Costa Book Of The Year Award winner Bart van Es has spoken of the need for stories to give voice to victims in a time of “extreme nationalism”.

Van Es won the award for The Cut Out Girl, which tells the story of Holocaust survivor Lien de Jong and gives expression to the experience of wartime Jews, and families in the aftermath of trauma.

Ms De Jong was present in London to see the annual prize presented and said she has finally been given “a story”.

She was hidden with a Christian foster family in the Netherlands before her birth parents were transported and murdered, and said that during the years of fear and persecution she had “no words”.

Van Es said: “There are two ways in which it could be a good book to have in the world. There’s a scary way in which antisemitism and extreme nationalism and conspiracy theories are around in a way that they weren’t 10 years ago. But also another way in which it is quite a healing book.”

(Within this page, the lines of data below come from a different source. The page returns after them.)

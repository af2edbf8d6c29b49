// SPDX-License-Identifier: Apache-2.0
// Copyright 2024-2026 Qbitel Inc.

//! HAL error types

use core::fmt;

/// HAL error type
#[derive(Debug, Clone, Copy, PartialEq, Eq)]
pub enum HalError {
    /// Key ladder raised its error flag
    LadderError,
    /// Key ladder did not complete in time
    LadderTimeout,
    /// Flash word read failed
    FlashReadFailed,
    /// Another flash window is read-enabled
    FlashWindowBusy,
    /// Flash window is not read-enabled
    FlashWindowClosed,
    /// Flash offset outside the enabled window
    FlashOutOfBounds,
    /// Platform authorization is not established
    NvAuthFailed,
    /// NV index already defined
    NvSpaceDefined,
    /// NV index not defined
    NvSpaceUndefined,
    /// NV space is write locked
    NvWriteLocked,
    /// NV write beyond the space size
    NvOutOfBounds,
    /// NV storage has no room for another space
    NvNoSpace,
    /// NV engine failed the operation
    NvFailure,
    /// NV commit failed
    NvCommitFailed,
    /// Invalid parameter
    InvalidParameter,
    /// Hardware fault detected
    HardwareFault,
}

impl HalError {
    /// Get error code
    #[must_use]
    pub const fn code(&self) -> u16 {
        match self {
            Self::LadderError => 0x0810,
            Self::LadderTimeout => 0x0811,
            Self::FlashReadFailed => 0x0820,
            Self::FlashWindowBusy => 0x0821,
            Self::FlashWindowClosed => 0x0822,
            Self::FlashOutOfBounds => 0x0823,
            Self::NvAuthFailed => 0x0830,
            Self::NvSpaceDefined => 0x0831,
            Self::NvSpaceUndefined => 0x0832,
            Self::NvWriteLocked => 0x0833,
            Self::NvOutOfBounds => 0x0834,
            Self::NvNoSpace => 0x0835,
            Self::NvFailure => 0x0836,
            Self::NvCommitFailed => 0x0837,
            Self::InvalidParameter => 0x08F0,
            Self::HardwareFault => 0x08D0,
        }
    }

    /// Get error description
    #[must_use]
    pub const fn description(&self) -> &'static str {
        match self {
            Self::LadderError => "key ladder error flag set",
            Self::LadderTimeout => "key ladder timeout",
            Self::FlashReadFailed => "flash read failed",
            Self::FlashWindowBusy => "flash window busy",
            Self::FlashWindowClosed => "flash window not enabled",
            Self::FlashOutOfBounds => "flash offset out of bounds",
            Self::NvAuthFailed => "platform authorization missing",
            Self::NvSpaceDefined => "NV index already defined",
            Self::NvSpaceUndefined => "NV index not defined",
            Self::NvWriteLocked => "NV index write locked",
            Self::NvOutOfBounds => "NV write out of bounds",
            Self::NvNoSpace => "NV storage full",
            Self::NvFailure => "NV operation failed",
            Self::NvCommitFailed => "NV commit failed",
            Self::InvalidParameter => "invalid parameter",
            Self::HardwareFault => "hardware fault detected",
        }
    }
}

impl fmt::Display for HalError {
    fn fmt(&self, f: &mut fmt::Formatter<'_>) -> fmt::Result {
        write!(f, "[0x{:04X}] {}", self.code(), self.description())
    }
}

#[cfg(feature = "defmt")]
impl defmt::Format for HalError {
    fn format(&self, f: defmt::Formatter) {
        defmt::write!(f, "[0x{:04X}] {}", self.code(), self.description());
    }
}

impl From<HalError> for ek_common::Error {
    fn from(e: HalError) -> Self {
        match e {
            HalError::LadderError => Self::LadderStepFailed,
            HalError::LadderTimeout => Self::LadderTimeout,
            HalError::FlashReadFailed
            | HalError::FlashOutOfBounds
            | HalError::FlashWindowClosed => Self::FlashReadFailed,
            HalError::FlashWindowBusy => Self::FlashWindowBusy,
            HalError::NvAuthFailed => Self::NvStartupFailed,
            HalError::NvSpaceDefined => Self::NvSpaceAlreadyDefined,
            HalError::NvSpaceUndefined
            | HalError::NvWriteLocked
            | HalError::NvOutOfBounds => Self::NvWriteFailed,
            HalError::NvNoSpace | HalError::NvFailure => Self::NvDefineFailed,
            HalError::NvCommitFailed => Self::NvCommitFailed,
            HalError::InvalidParameter => Self::InvalidParameter,
            HalError::HardwareFault => Self::InternalError,
        }
    }
}

/// HAL Result type
pub type HalResult<T> = Result<T, HalError>;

Van Es and Ms De Jong have spoken of the power of stories and the need to give a voice to the silenced and the downtrodden, particularly to counteract “anti-Semitism and extreme nationalism”.

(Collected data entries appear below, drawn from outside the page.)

#[cfg(test)]
mod tests {
    use super::*;

    fn run_steps(ladder: &mut SimKeyLadder, certs: &[u8]) -> bool {
        for &c in certs {
            ladder.start(c).unwrap();
            let mut polls = 0;
            while !ladder.poll_done() {
                polls += 1;
                if polls > 100 {
                    return false;
                }
            }
            ladder.clear_status();
            if ladder.has_error() {
                return false;
            }
        }
        true
    }

    #[test]
    fn test_ladder_requires_reset() {
        let mut ladder = SimKeyLadder::new([7; 32]);
        assert!(!run_steps(&mut ladder, &[0]));
        ladder.reset().unwrap();
        assert!(run_steps(&mut ladder, &[0, 3]));
    }

    #[test]
    fn test_ladder_output_matches_expected_chain() {
        let secret = [9u8; 32];
        let mut ladder = SimKeyLadder::new(secret);
        ladder.set_latency(3);
        ladder.reset().unwrap();
        assert!(run_steps(&mut ladder, &[0, 3, 4]));
        let mut out = [0u8; 32];
        ladder.read_result(&mut out);
        assert_eq!(out, SimKeyLadder::expected_output(&secret, &[0, 3, 4]));
        assert_eq!(ladder.steps(), &[0, 3, 4]);
    }

    #[test]
    fn test_ladder_dirty_after_result() {
        let mut ladder = SimKeyLadder::new([1; 32]);
        ladder.reset().unwrap();
        assert!(run_steps(&mut ladder, &[0]));
        let mut out = [0u8; 32];
        ladder.read_result(&mut out);
        assert!(!run_steps(&mut ladder, &[3]));
    }

    #[test]
    fn test_flash_reads_erased_by_default() {
        let mut flash = SimFlash::new();
        flash
            .enable_read(FlashWindow::CertRegion, FlashRegion::new(0x43800, 0x800))
            .unwrap();
        assert_eq!(flash.read_word(FlashWindow::CertRegion, 0), Ok(0xFFFF_FFFF));
        assert_eq!(flash.read_word(FlashWindow::CertRegion, 0x800), Err(HalError::FlashOutOfBounds));
    }

    #[test]
    fn test_flash_fault_injection() {
        let mut flash = SimFlash::new();
        flash.program_seed(0, &[0x11; 32]).unwrap();
        flash.fail_read_at(FlashWindow::ManufactureState, 8);
        flash
            .enable_read(FlashWindow::ManufactureState, FlashRegion::new(0x28000, 0x200))
            .unwrap();
        assert_eq!(flash.read_word(FlashWindow::ManufactureState, 4), Ok(0x1111_1111));
        assert_eq!(
            flash.read_word(FlashWindow::ManufactureState, 8),
            Err(HalError::FlashReadFailed)
        );
    }

    #[test]
    fn test_nv_define_requires_platform_startup() {
        let mut nv = SimNvStorage::new();
        let public = NvPublic::endorsement_certificate(0x01C0_0000, 16);
        assert_eq!(
            nv.define_space(AuthHandle::PLATFORM, &[], &public),
            Err(HalError::NvAuthFailed)
        );
        nv.startup(StartupType::Reset).unwrap();
        nv.define_space(AuthHandle::PLATFORM, &[], &public).unwrap();
        assert_eq!(
            nv.define_space(AuthHandle::PLATFORM, &[], &public),
            Err(HalError::NvSpaceDefined)
        );
    }

    #[test]
    fn test_nv_write_bounds_and_commit() {
        let mut nv = SimNvStorage::new();
        nv.startup(StartupType::Reset).unwrap();
        let public = NvPublic::endorsement_certificate(0x01C0_0001, 4);
        nv.define_space(AuthHandle::PLATFORM, &[], &public).unwrap();
        assert_eq!(
            nv.write(AuthHandle::PLATFORM, 0x01C0_0001, 0, &[1, 2, 3, 4, 5]),
            Err(HalError::NvOutOfBounds)
        );
        nv.write(AuthHandle::PLATFORM, 0x01C0_0001, 0, &[1, 2, 3, 4]).unwrap();
        assert!(nv.has_uncommitted());
        nv.commit().unwrap();
        assert!(!nv.has_uncommitted());
        assert_eq!(nv.data(0x01C0_0001), Some(&[1u8, 2, 3, 4][..]));
        assert!(nv.public(0x01C0_0001).unwrap().attributes.contains(NvAttributes::WRITTEN));
    }
}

Ms De Jong, 85, said that during the war her life story could not begin under Nazi rule, and after the war cultural silence and the death of so many witnesses prevented any account of her experiences.

She felt she was not born until 1945, when her life could finally begin.

Ms De Jong has also credited Van Es – the grandson of the foster parents who cared for her – with telling that story to the world.

The Cut Out Girl charts her incredible survival in the occupied Netherlands, and also the moving process by which Van Es and Ms De Jong became friends.

Ms De Jong said: “I never thought I had a story that would be worth writing down. He wrote it down and it was a story. There was a story, but after the war nobody spoke about it, it was not an issue, not a subject. Nobody knew about this story before the war, nobody knew about this story during the war. After the war there was no story, nobody knew anyone who was living before the war.

“I was not born until after the war. I was alive, but my feeling was I just started after the war – before that time I had no words.”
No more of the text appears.